Work to be completed
Write out the records below once more, exactly and completely.

───── Extracted data ─────

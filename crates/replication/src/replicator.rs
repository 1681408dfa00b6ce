use datastore::ChangeType;
use nodes::Node;
use proto::vault;

use crate::ReplicationError;

/// The storage-node operations replication jobs dispatch to. Behind a trait
/// so the manager and reconciler are testable without live nodes.
#[async_trait::async_trait]
pub trait Replicator: Send + Sync {
    /// Creates or updates the repository on `target` by fetching from
    /// `source`.
    async fn replicate(
        &self,
        target: &Node,
        relative_path: &str,
        source: &Node,
    ) -> Result<(), ReplicationError>;

    async fn destroy(&self, target: &Node, relative_path: &str) -> Result<(), ReplicationError>;

    async fn rename(
        &self,
        target: &Node,
        relative_path: &str,
        new_relative_path: &str,
    ) -> Result<(), ReplicationError>;

    /// Housekeeping changes which touch repository internals only.
    async fn maintain(
        &self,
        change: ChangeType,
        target: &Node,
        relative_path: &str,
    ) -> Result<(), ReplicationError>;

    async fn repository_exists(
        &self,
        node: &Node,
        relative_path: &str,
    ) -> Result<bool, ReplicationError>;
}

fn repository(node: &Node, relative_path: &str) -> Option<vault::Repository> {
    Some(vault::Repository {
        storage_name: node.storage.clone(),
        relative_path: relative_path.to_string(),
    })
}

/// The production replicator, speaking `vault.RepositoryService` over each
/// node's channel.
#[derive(Default)]
pub struct GrpcReplicator;

impl GrpcReplicator {
    pub fn new() -> Self {
        Self
    }

    fn client(node: &Node) -> vault::RepositoryServiceClient<tonic::transport::Channel> {
        vault::RepositoryServiceClient::new(node.channel.clone())
    }
}

#[async_trait::async_trait]
impl Replicator for GrpcReplicator {
    async fn replicate(
        &self,
        target: &Node,
        relative_path: &str,
        source: &Node,
    ) -> Result<(), ReplicationError> {
        Self::client(target)
            .replicate_repository(vault::ReplicateRepositoryRequest {
                repository: repository(target, relative_path),
                source: repository(source, relative_path),
            })
            .await?;
        Ok(())
    }

    async fn destroy(&self, target: &Node, relative_path: &str) -> Result<(), ReplicationError> {
        Self::client(target)
            .remove_repository(vault::RemoveRepositoryRequest {
                repository: repository(target, relative_path),
            })
            .await?;
        Ok(())
    }

    async fn rename(
        &self,
        target: &Node,
        relative_path: &str,
        new_relative_path: &str,
    ) -> Result<(), ReplicationError> {
        Self::client(target)
            .rename_repository(vault::RenameRepositoryRequest {
                repository: repository(target, relative_path),
                new_relative_path: new_relative_path.to_string(),
            })
            .await?;
        Ok(())
    }

    async fn maintain(
        &self,
        change: ChangeType,
        target: &Node,
        relative_path: &str,
    ) -> Result<(), ReplicationError> {
        let mut client = Self::client(target);
        let repository = repository(target, relative_path);

        match change {
            ChangeType::Gc => {
                client
                    .garbage_collect(vault::GarbageCollectRequest {
                        repository,
                        prune: true,
                    })
                    .await?;
            }
            ChangeType::RepackFull => {
                client
                    .repack_full(vault::RepackFullRequest {
                        repository,
                        create_bitmap: true,
                    })
                    .await?;
            }
            ChangeType::RepackIncremental => {
                client
                    .repack_incremental(vault::RepackIncrementalRequest { repository })
                    .await?;
            }
            ChangeType::Cleanup => {
                client.cleanup(vault::CleanupRequest { repository }).await?;
            }
            ChangeType::PackRefs => {
                client.pack_refs(vault::PackRefsRequest { repository }).await?;
            }
            ChangeType::WriteCommitGraph => {
                client
                    .write_commit_graph(vault::WriteCommitGraphRequest { repository })
                    .await?;
            }
            ChangeType::MidxRepack => {
                client
                    .midx_repack(vault::MidxRepackRequest { repository })
                    .await?;
            }
            ChangeType::Optimize => {
                client
                    .optimize_repository(vault::OptimizeRepositoryRequest { repository })
                    .await?;
            }
            other => {
                return Err(ReplicationError::MalformedJob(format!(
                    "{} is not a maintenance change",
                    other.as_str()
                )))
            }
        }
        Ok(())
    }

    async fn repository_exists(
        &self,
        node: &Node,
        relative_path: &str,
    ) -> Result<bool, ReplicationError> {
        let response = Self::client(node)
            .repository_exists(vault::RepositoryExistsRequest {
                repository: repository(node, relative_path),
            })
            .await?;
        Ok(response.into_inner().exists)
    }
}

─────

Task solution
filename crates/replication/src/replicator.rs
repository 1681408dfa00b6ce
use datastore::ChangeType;
use nodes::Node;
use proto::vault;

use crate::ReplicationError;

/// The storage-node operations replication jobs dispatch to. Behind a trait
/// so the manager and reconciler are testable without live nodes.
#[async_trait::async_trait]
pub trait Replicator: Send + Sync {
    /// Creates or updates the repository on `target` by fetching from
    /// `source`.
    async fn replicate(
        &self,
        target: &Node,
        relative_path: &str,
        source: &Node,
    ) -> Result<(), ReplicationError>;

    async fn destroy(&self, target: &Node, relative_path: &str) -> Result<(), ReplicationError>;

    async fn rename(
        &self,
        target: &Node,
        relative_path: &str,
        new_relative_path: &str,
    ) -> Result<(), ReplicationError>;

    /// Housekeeping changes which touch repository internals only.
    async fn maintain(
        &self,
        change: ChangeType,
        target: &Node,
        relative_path: &str,
    ) -> Result<(), ReplicationError>;

    async fn repository_exists(
        &self,
        node: &Node,
        relative_path: &str,
    ) -> Result<bool, ReplicationError>;
}

fn repository(node: &Node, relative_path: &str) -> Option<vault::Repository> {
    Some(vault::Repository {
        storage_name: node.storage.clone(),
        relative_path: relative_path.to_string(),
    })
}

/// The production replicator, speaking `vault.RepositoryService` over each
/// node's channel.
#[derive(Default)]
pub struct GrpcReplicator;

impl GrpcReplicator {
    pub fn new() -> Self {
        Self
    }

    fn client(node: &Node) -> vault::RepositoryServiceClient<tonic::transport::Channel> {
        vault::RepositoryServiceClient::new(node.channel.clone())
    }
}

#[async_trait::async_trait]
impl Replicator for GrpcReplicator {
    async fn replicate(
        &self,
        target: &Node,
        relative_path: &str,
        source: &Node,
    ) -> Result<(), ReplicationError> {
        Self::client(target)
            .replicate_repository(vault::ReplicateRepositoryRequest {
                repository: repository(target, relative_path),
                source: repository(source, relative_path),
            })
            .await?;
        Ok(())
    }

    async fn destroy(&self, target: &Node, relative_path: &str) -> Result<(), ReplicationError> {
        Self::client(target)
            .remove_repository(vault::RemoveRepositoryRequest {
                repository: repository(target, relative_path),
            })
            .await?;
        Ok(())
    }

    async fn rename(
        &self,
        target: &Node,
        relative_path: &str,
        new_relative_path: &str,
    ) -> Result<(), ReplicationError> {
        Self::client(target)
            .rename_repository(vault::RenameRepositoryRequest {
                repository: repository(target, relative_path),
                new_relative_path: new_relative_path.to_string(),
            })
            .await?;
        Ok(())
    }

    async fn maintain(
        &self,
        change: ChangeType,
        target: &Node,
        relative_path: &str,
    ) -> Result<(), ReplicationError> {
        let mut client = Self::client(target);
        let repository = repository(target, relative_path);

        match change {
            ChangeType::Gc => {
                client
                    .garbage_collect(vault::GarbageCollectRequest {
                        repository,
                        prune: true,
                    })
                    .await?;
            }
            ChangeType::RepackFull => {
                client
                    .repack_full(vault::RepackFullRequest {
                        repository,
                        create_bitmap: true,
                    })
                    .await?;
            }
            ChangeType::RepackIncremental => {
                client
                    .repack_incremental(vault::RepackIncrementalRequest { repository })
                    .await?;
            }
            ChangeType::Cleanup => {
                client.cleanup(vault::CleanupRequest { repository }).await?;
            }
            ChangeType::PackRefs => {
                client.pack_refs(vault::PackRefsRequest { repository }).await?;
            }
            ChangeType::WriteCommitGraph => {
                client
                    .write_commit_graph(vault::WriteCommitGraphRequest { repository })
                    .await?;
            }
            ChangeType::MidxRepack => {
                client
                    .midx_repack(vault::MidxRepackRequest { repository })
                    .await?;
            }
            ChangeType::Optimize => {
                client
                    .optimize_repository(vault::OptimizeRepositoryRequest { repository })
                    .await?;
            }
            other => {
                return Err(ReplicationError::MalformedJob(format!(
                    "{} is not a maintenance change",
                    other.as_str()
                )))
            }
        }
        Ok(())
    }

    async fn repository_exists(
        &self,
        node: &Node,
        relative_path: &str,
    ) -> Result<bool, ReplicationError> {
        let response = Self::client(node)
            .repository_exists(vault::RepositoryExistsRequest {
                repository: repository(node, relative_path),
            })
            .await?;
        Ok(response.into_inner().exists)
    }
}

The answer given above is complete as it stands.